**Records for this exercise**
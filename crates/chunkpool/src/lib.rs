//! chunkpool: a typed allocator over a fixed set of preallocated arenas.
//!
//! The caller declares a handful of `(chunk_size, chunk_count)` arenas up
//! front. Each request for `count` values of `T` is routed to the arena
//! whose free byte count fits it most tightly, and served from the leftmost
//! run of free chunks there. When nothing fits, the request fails; there is
//! no fallback to the global heap.
//!
//! # Quick start
//!
//! ```rust
//! use chunkpool::prelude::*;
//!
//! // One arena of 4 × 8-byte chunks, one of 8 × 64-byte chunks.
//! let pool: PoolAllocator<u32> = PoolAllocator::new(&[(8, 4), (64, 8)]).unwrap();
//!
//! let small = pool.allocate(2).unwrap();   // 8 bytes: one chunk, first arena
//! let large = pool.allocate(40).unwrap();  // 160 bytes: three chunks, second arena
//! assert_eq!(pool.stats().arenas[0].used_chunks, 1);
//! assert_eq!(pool.stats().arenas[1].used_chunks, 3);
//!
//! // A view for another element type shares the same arenas.
//! let bytes: PoolAllocator<u8> = pool.rebind();
//! assert!(bytes.shares_arenas_with(&pool));
//!
//! pool.deallocate(small, 2).unwrap();
//! pool.deallocate(large, 40).unwrap();
//! assert_eq!(pool.free_bytes(), pool.capacity_bytes());
//! ```
//!
//! # Modules
//!
//! | Module | Sub-crate | Contents |
//! |--------|-----------|----------|
//! | [`arena`] | `chunkpool-arena` | Type-erased arenas, configuration, errors, statistics |

#![deny(missing_docs)]
#![deny(rustdoc::broken_intra_doc_links)]
#![deny(unsafe_code)]

pub mod allocator;

/// Type-erased arenas and arena sets (`chunkpool-arena`).
///
/// Use [`arena::ArenaSet`] directly for byte-level requests with an
/// explicit alignment.
pub use chunkpool_arena as arena;

pub use allocator::PoolAllocator;
pub use chunkpool_arena::{
    ArenaLayout, ArenaStats, PoolConfig, PoolError, PoolStats, SelectionPolicy, MAX_ALIGN,
};

/// Common imports for typical chunkpool usage.
///
/// ```rust
/// use chunkpool::prelude::*;
/// ```
pub mod prelude {
    pub use crate::allocator::PoolAllocator;
    pub use chunkpool_arena::{PoolConfig, PoolError, PoolStats, SelectionPolicy};
}
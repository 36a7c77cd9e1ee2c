//! Pool-specific error types.

use std::error::Error;
use std::fmt;

/// Errors that can occur while building or using an arena set.
#[derive(Clone, Debug, PartialEq, Eq)]
pub enum PoolError {
    /// No arena could satisfy the request, or a backing buffer could not
    /// be reserved at construction.
    OutOfMemory {
        /// Number of bytes requested.
        requested: usize,
        /// Free bytes in the arena that was considered (or the largest free
        /// count across all arenas when none qualified).
        available: usize,
    },
    /// A pointer handed to `deallocate` does not denote a chunk run issued
    /// by this arena set.
    InvalidPointer {
        /// The offending address.
        address: usize,
    },
    /// The arena layout was rejected before any memory was reserved.
    InvalidLayout {
        /// Description of which constraint was violated.
        reason: String,
    },
}

impl fmt::Display for PoolError {
    fn fmt(&self, f: &mut fmt::Formatter<'_>) -> fmt::Result {
        match self {
            Self::OutOfMemory {
                requested,
                available,
            } => {
                write!(
                    f,
                    "out of memory: requested {requested} bytes, {available} bytes available"
                )
            }
            Self::InvalidPointer { address } => {
                write!(f, "pointer {address:#x} was not issued by this pool")
            }
            Self::InvalidLayout { reason } => {
                write!(f, "invalid arena layout: {reason}")
            }
        }
    }
}

impl Error for PoolError {}
//! Point-in-time occupancy snapshots.

use std::fmt;

use crate::arena::Arena;

/// Occupancy snapshot of one arena.
#[derive(Clone, Debug, Default, PartialEq, Eq)]
pub struct ArenaStats {
    /// Bytes per chunk.
    pub chunk_size: usize,
    /// Number of chunks.
    pub chunk_count: usize,
    /// Bytes not covered by a used chunk.
    pub free_bytes: usize,
    /// Number of chunks in use.
    pub used_chunks: usize,
    /// Longest run of adjacent free chunks.
    pub largest_free_run: usize,
}

impl ArenaStats {
    pub(crate) fn of(arena: &Arena) -> Self {
        Self {
            chunk_size: arena.chunk_size(),
            chunk_count: arena.chunk_count(),
            free_bytes: arena.free_bytes(),
            used_chunks: arena.used_chunks(),
            largest_free_run: arena.largest_free_run(),
        }
    }

    /// Total buffer size in bytes.
    pub fn capacity_bytes(&self) -> usize {
        self.chunk_size * self.chunk_count
    }

    /// Number of free chunks.
    pub fn free_chunks(&self) -> usize {
        self.chunk_count - self.used_chunks
    }

    /// Free bytes that cannot be handed out as one run, as a fraction of
    /// all free bytes. Zero when nothing or everything is free.
    pub fn fragmentation(&self) -> f64 {
        let free_chunks = self.free_chunks();
        if free_chunks == 0 {
            return 0.0;
        }
        1.0 - self.largest_free_run as f64 / free_chunks as f64
    }
}

/// Occupancy snapshot of a whole arena set, in construction order.
#[derive(Clone, Debug, Default, PartialEq, Eq)]
pub struct PoolStats {
    /// One entry per arena.
    pub arenas: Vec<ArenaStats>,
}

impl PoolStats {
    /// Sum of every arena's buffer size.
    pub fn capacity_bytes(&self) -> usize {
        self.arenas.iter().map(ArenaStats::capacity_bytes).sum()
    }

    /// Sum of every arena's free bytes.
    pub fn free_bytes(&self) -> usize {
        self.arenas.iter().map(|a| a.free_bytes).sum()
    }

    /// Bytes covered by used chunks across all arenas.
    pub fn used_bytes(&self) -> usize {
        self.capacity_bytes() - self.free_bytes()
    }
}

impl fmt::Display for PoolStats {
    fn fmt(&self, f: &mut fmt::Formatter<'_>) -> fmt::Result {
        write!(
            f,
            "{} arenas, {}/{} bytes used",
            self.arenas.len(),
            self.used_bytes(),
            self.capacity_bytes()
        )
    }
}

#[cfg(test)]
mod tests {
    use super::*;

    fn stats(chunk_count: usize, used_chunks: usize, largest_free_run: usize) -> ArenaStats {
        ArenaStats {
            chunk_size: 8,
            chunk_count,
            free_bytes: (chunk_count - used_chunks) * 8,
            used_chunks,
            largest_free_run,
        }
    }

    #[test]
    fn fragmentation_zero_when_free_space_contiguous() {
        assert_eq!(stats(4, 2, 2).fragmentation(), 0.0);
        assert_eq!(stats(4, 4, 0).fragmentation(), 0.0);
    }

    #[test]
    fn fragmentation_half_for_two_isolated_chunks() {
        assert_eq!(stats(4, 2, 1).fragmentation(), 0.5);
    }

    #[test]
    fn pool_totals_sum_arenas() {
        let pool = PoolStats {
            arenas: vec![stats(4, 1, 3), stats(2, 0, 2)],
        };
        assert_eq!(pool.capacity_bytes(), 48);
        assert_eq!(pool.free_bytes(), 40);
        assert_eq!(pool.used_bytes(), 8);
        assert_eq!(pool.to_string(), "2 arenas, 8/48 bytes used");
    }
}
//! The arena set: best-fit selection, run search and pointer resolution.
//!
//! [`ArenaSet`] is type-erased: every request is expressed in bytes plus an
//! alignment. The typed front-end in the `chunkpool` crate converts element
//! counts into bytes and shares one `ArenaSet` between rebound views.
//!
//! # Allocation
//!
//! 1. Among arenas whose free byte count covers the request, pick the one
//!    with the fewest free bytes (first in construction order on a tie).
//! 2. In that arena, take the leftmost run of `ceil(bytes / chunk_size)`
//!    free chunks whose first byte satisfies the alignment.
//!
//! Step 1 only looks at aggregate free bytes. Under
//! [`SelectionPolicy::BestFit`] a fragmented best-fit arena fails the request
//! outright; [`SelectionPolicy::BestFitWithFallback`] moves on to the next
//! qualifying arena instead.
//!
//! # Release
//!
//! The owning arena is found by address range containment, in construction
//! order. The run length is recomputed from the byte count, so the caller
//! must pass the same count it allocated with.

use smallvec::SmallVec;

use crate::arena::{Arena, MAX_ALIGN};
use crate::config::{PoolConfig, SelectionPolicy};
use crate::error::PoolError;
use crate::handle::ChunkRun;
use crate::stats::{ArenaStats, PoolStats};

/// An ordered, fixed collection of arenas.
///
/// The arena list is established once in [`ArenaSet::new`] and never
/// resized, reordered or replaced. Dropping the set releases every buffer,
/// invalidating all outstanding runs.
#[derive(Debug)]
pub struct ArenaSet {
    arenas: Vec<Arena>,
    policy: SelectionPolicy,
}

impl ArenaSet {
    /// Create one arena per layout in `config`, in order.
    ///
    /// Fails with `InvalidLayout` if the configuration does not validate and
    /// with `OutOfMemory` if any buffer cannot be reserved. Buffers reserved
    /// before a failure are released.
    pub fn new(config: PoolConfig) -> Result<Self, PoolError> {
        config.validate()?;
        let arenas = config
            .arenas
            .iter()
            .map(|&layout| Arena::new(layout))
            .collect::<Result<Vec<_>, _>>()?;

        let set = Self {
            arenas,
            policy: config.policy,
        };
        tracing::debug!(
            arenas = set.arenas.len(),
            capacity_bytes = set.capacity_bytes(),
            policy = ?set.policy,
            "arena set created"
        );
        Ok(set)
    }

    /// Number of arenas.
    pub fn len(&self) -> usize {
        self.arenas.len()
    }

    /// Always false: construction rejects an empty arena list.
    pub fn is_empty(&self) -> bool {
        self.arenas.is_empty()
    }

    /// Arenas in construction order.
    pub fn arenas(&self) -> &[Arena] {
        &self.arenas
    }

    /// The selection policy fixed at construction.
    pub fn policy(&self) -> SelectionPolicy {
        self.policy
    }

    /// Sum of every arena's buffer size.
    pub fn capacity_bytes(&self) -> usize {
        self.arenas.iter().map(Arena::capacity_bytes).sum()
    }

    /// Sum of every arena's free bytes.
    pub fn free_bytes(&self) -> usize {
        self.arenas.iter().map(Arena::free_bytes).sum()
    }

    /// Index of the best-fit arena for a `bytes`-sized request: the arena
    /// with the fewest free bytes that still has at least `bytes` free.
    /// Ties go to the arena created first.
    pub fn select(&self, bytes: usize) -> Option<usize> {
        self.candidates(bytes).first().copied()
    }

    /// Carve a run covering `bytes` bytes whose first byte is aligned to
    /// `align`.
    ///
    /// Fails with `OutOfMemory` when no arena has enough free bytes, or when
    /// the selected arena(s) have no long enough aligned run. Fails with
    /// `InvalidLayout` when `align` is not a power of two or exceeds
    /// [`MAX_ALIGN`]. State is untouched on failure.
    pub fn allocate(&mut self, bytes: usize, align: usize) -> Result<ChunkRun, PoolError> {
        if !align.is_power_of_two() || align > MAX_ALIGN {
            return Err(PoolError::InvalidLayout {
                reason: format!(
                    "alignment {align} must be a power of two no larger than {MAX_ALIGN}"
                ),
            });
        }

        let candidates = self.candidates(bytes);
        if candidates.is_empty() {
            let available = self
                .arenas
                .iter()
                .map(Arena::free_bytes)
                .max()
                .unwrap_or(0);
            tracing::debug!(bytes, available, "no arena has enough free bytes");
            return Err(PoolError::OutOfMemory {
                requested: bytes,
                available,
            });
        }

        let tries = match self.policy {
            SelectionPolicy::BestFit => 1,
            SelectionPolicy::BestFitWithFallback => candidates.len(),
        };

        for &index in candidates.iter().take(tries) {
            let arena = &mut self.arenas[index];
            let chunks = arena.chunks_for(bytes);
            let Some(first) = first_free_run(arena, chunks, align) else {
                tracing::debug!(
                    arena = index,
                    bytes,
                    chunks,
                    free_bytes = arena.free_bytes(),
                    "no contiguous run in selected arena"
                );
                continue;
            };
            let Some(ptr) = arena.chunk_ptr(first) else {
                continue;
            };
            arena.claim(first, chunks);
            let run = ChunkRun {
                arena: index,
                first_chunk: first,
                chunks,
                chunk_size: arena.chunk_size(),
                ptr,
            };
            tracing::trace!(%run, bytes, "allocated");
            return Ok(run);
        }

        Err(PoolError::OutOfMemory {
            requested: bytes,
            available: self.arenas[candidates[0]].free_bytes(),
        })
    }

    /// Release the run starting at `addr` that was allocated for `bytes`
    /// bytes, returning the run that was freed.
    ///
    /// Fails with `InvalidPointer` if `addr` is outside every arena, is not
    /// on a chunk boundary, or the recomputed run would reach past the end
    /// of its arena. A byte count different from the one used to allocate
    /// is not detected beyond these checks and leaves the occupancy
    /// inconsistent with the caller's view.
    pub fn deallocate(&mut self, addr: usize, bytes: usize) -> Result<ChunkRun, PoolError> {
        let invalid = PoolError::InvalidPointer { address: addr };
        let index = self.resolve(addr).ok_or_else(|| invalid.clone())?;
        let arena = &mut self.arenas[index];

        let offset = arena.offset_of(addr).ok_or_else(|| invalid.clone())?;
        if offset % arena.chunk_size() != 0 {
            return Err(invalid);
        }
        let first = offset / arena.chunk_size();
        let chunks = arena.chunks_for(bytes);
        match first.checked_add(chunks) {
            Some(end) if end <= arena.chunk_count() => {}
            _ => return Err(invalid),
        }
        let ptr = arena.chunk_ptr(first).ok_or(invalid)?;

        let released = arena.release(first, chunks);
        if released != chunks {
            tracing::warn!(
                arena = index,
                first,
                chunks,
                released,
                "released run contained chunks that were already free"
            );
        }

        let run = ChunkRun {
            arena: index,
            first_chunk: first,
            chunks,
            chunk_size: arena.chunk_size(),
            ptr,
        };
        tracing::trace!(%run, bytes, "deallocated");
        Ok(run)
    }

    /// Index of the arena whose buffer contains `addr`, checking arenas in
    /// construction order.
    pub fn resolve(&self, addr: usize) -> Option<usize> {
        self.arenas.iter().position(|arena| arena.contains(addr))
    }

    /// Whether `addr` lies inside any arena buffer.
    pub fn owns(&self, addr: usize) -> bool {
        self.resolve(addr).is_some()
    }

    /// Snapshot of every arena's occupancy.
    pub fn stats(&self) -> PoolStats {
        PoolStats {
            arenas: self.arenas.iter().map(ArenaStats::of).collect(),
        }
    }

    /// Arenas qualifying for `bytes`, tightest first, construction order on
    /// ties. Zero-byte requests still need one chunk, so they are treated
    /// as one-byte requests here.
    fn candidates(&self, bytes: usize) -> SmallVec<[usize; 8]> {
        let needed = bytes.max(1);
        let mut candidates: SmallVec<[usize; 8]> = self
            .arenas
            .iter()
            .enumerate()
            .filter(|(_, arena)| arena.free_bytes() >= needed)
            .map(|(index, _)| index)
            .collect();
        // Stable sort keeps construction order among equal free counts.
        candidates.sort_by_key(|&index| self.arenas[index].free_bytes());
        candidates
    }
}

/// Leftmost run of `chunks` free chunks in `arena` whose first byte offset
/// is a multiple of `align`.
fn first_free_run(arena: &Arena, chunks: usize, align: usize) -> Option<usize> {
    if chunks > arena.chunk_count() {
        return None;
    }
    let chunk_size = arena.chunk_size();
    let mut start = 0;
    let mut len = 0;
    for (i, &used) in arena.occupancy().iter().enumerate() {
        if used {
            len = 0;
            continue;
        }
        if len == 0 {
            if (i * chunk_size) % align != 0 {
                continue;
            }
            start = i;
        }
        len += 1;
        if len == chunks {
            return Some(start);
        }
    }
    None
}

**Problem to solve**
Everything from the line with "not validate and" through the line with "fixed at construction." should be written out exactly as it appears above, end lines included, and nothing outside that range.

**Written answer**
    /// Fails with `InvalidLayout` if the configuration does not validate and
    /// with `OutOfMemory` if any buffer cannot be reserved. Buffers reserved
    /// before a failure are released.
    pub fn new(config: PoolConfig) -> Result<Self, PoolError> {
        config.validate()?;
        let arenas = config
            .arenas
            .iter()
            .map(|&layout| Arena::new(layout))
            .collect::<Result<Vec<_>, _>>()?;

        let set = Self {
            arenas,
            policy: config.policy,
        };
        tracing::debug!(
            arenas = set.arenas.len(),
            capacity_bytes = set.capacity_bytes(),
            policy = ?set.policy,
            "arena set created"
        );
        Ok(set)
    }

    /// Number of arenas.
    pub fn len(&self) -> usize {
        self.arenas.len()
    }

    /// Always false: construction rejects an empty arena list.
    pub fn is_empty(&self) -> bool {
        self.arenas.is_empty()
    }

    /// Arenas in construction order.
    pub fn arenas(&self) -> &[Arena] {
        &self.arenas
    }

    /// The selection policy fixed at construction.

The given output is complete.